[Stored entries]

##########

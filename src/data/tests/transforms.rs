use crate::data::transforms::{Clamp, FlipHorizontal, FlipVertical, GaussianNoise, Normalize, Rescale};
use crate::data::{Compose, DataRole, Transform, TransformEnum};
use crate::tensor::Tensor;
use approx::assert_abs_diff_eq;
use rand::SeedableRng;
use rand::rngs::StdRng;
use std::collections::BTreeMap;

fn rng() -> StdRng {
    StdRng::seed_from_u64(0)
}

/// [1, 2, 2] 样本：[[0, 1], [2, 3]]
fn sample() -> Tensor {
    Tensor::new(&[0.0, 1.0, 2.0, 3.0], &[1, 2, 2])
}

#[test]
fn test_normalize_rescale_clamp() {
    let n = Normalize { mean: 1.0, std: 2.0 }.apply(&sample(), &mut rng());
    assert_eq!(n, Tensor::new(&[-0.5, 0.0, 0.5, 1.0], &[1, 2, 2]));

    let r = Rescale { min: -1.0, max: 1.0 }.apply(&sample(), &mut rng());
    assert_abs_diff_eq!(r.min(), -1.0);
    assert_abs_diff_eq!(r.max(), 1.0);

    let constant = Rescale { min: 0.0, max: 1.0 }.apply(&Tensor::full(&[1, 2, 2], 5.0), &mut rng());
    assert_eq!(constant, Tensor::zeros(&[1, 2, 2]));

    let c = Clamp { min: 0.5, max: 2.5 }.apply(&sample(), &mut rng());
    assert_eq!(c, Tensor::new(&[0.5, 1.0, 2.0, 2.5], &[1, 2, 2]));
}

#[test]
fn test_flips() {
    let h = FlipHorizontal { probability: 1.0 }.apply(&sample(), &mut rng());
    assert_eq!(h.to_matrix().iter().copied().collect::<Vec<_>>(), vec![1.0, 0.0, 3.0, 2.0]);

    let v = FlipVertical { probability: 1.0 }.apply(&sample(), &mut rng());
    assert_eq!(v.to_matrix().iter().copied().collect::<Vec<_>>(), vec![2.0, 3.0, 0.0, 1.0]);

    let never = FlipHorizontal { probability: 0.0 }.apply(&sample(), &mut rng());
    assert_eq!(never, sample());
}

#[test]
fn test_gaussian_noise_is_seeded() {
    let noise = GaussianNoise { std: 0.1, probability: 1.0 };
    let a = noise.apply(&sample(), &mut rng());
    let b = noise.apply(&sample(), &mut rng());
    assert_eq!(a, b);
    assert_ne!(a, sample());
}

#[test]
fn test_compose_applies_in_order() {
    let compose = Compose::new(vec![
        TransformEnum::from(Normalize { mean: 0.0, std: 0.5 }),
        TransformEnum::from(Clamp { min: 0.0, max: 4.0 }),
    ]);
    let out = compose.apply(&sample(), &mut rng());
    assert_eq!(out, Tensor::new(&[0.0, 2.0, 4.0, 4.0], &[1, 2, 2]));
    assert_eq!(compose.len(), 2);
}

#[test]
fn test_augmentation_only_for_train() {
    let mut pre = BTreeMap::new();
    pre.insert("train".to_string(), vec![TransformEnum::from(Normalize { mean: 0.0, std: 1.0 })]);
    pre.insert("val".to_string(), vec![TransformEnum::from(Normalize { mean: 0.0, std: 1.0 })]);
    let mut aug = BTreeMap::new();
    aug.insert("train".to_string(), vec![TransformEnum::from(FlipHorizontal { probability: 0.5 })]);
    aug.insert("val".to_string(), vec![TransformEnum::from(FlipHorizontal { probability: 0.5 })]);

    let train = Compose::for_role(&pre, &aug, DataRole::Train);
    let val = Compose::for_role(&pre, &aug, DataRole::Validation);
    let test = Compose::for_role(&pre, &aug, DataRole::Test);
    assert_eq!(train.map(|c| c.len()), Some(2));
    assert_eq!(val.map(|c| c.len()), Some(1));
    assert!(test.is_none());
}

#[test]
fn test_transform_from_yaml() -> Result<(), serde_yaml::Error> {
    let yaml = "
- type: normalize
  mean: 0.5
  std: 0.5
- type: flip_horizontal
- type: gaussian_noise
  std: 0.01
";
    let transforms: Vec<TransformEnum> = serde_yaml::from_str(yaml)?;
    assert_eq!(transforms.len(), 3);
    assert_eq!(
        transforms[1],
        TransformEnum::FlipHorizontal(FlipHorizontal { probability: 0.5 })
    );
    assert_eq!(
        transforms[2],
        TransformEnum::GaussianNoise(GaussianNoise { std: 0.01, probability: 1.0 })
    );
    Ok(())
}
mod basic;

##########

Examine the records and pull out every line where the string "BTreeMap" occurs.

SOLVED EXERCISE:
use std::collections::BTreeMap;
    let mut pre = BTreeMap::new();
    let mut aug = BTreeMap::new();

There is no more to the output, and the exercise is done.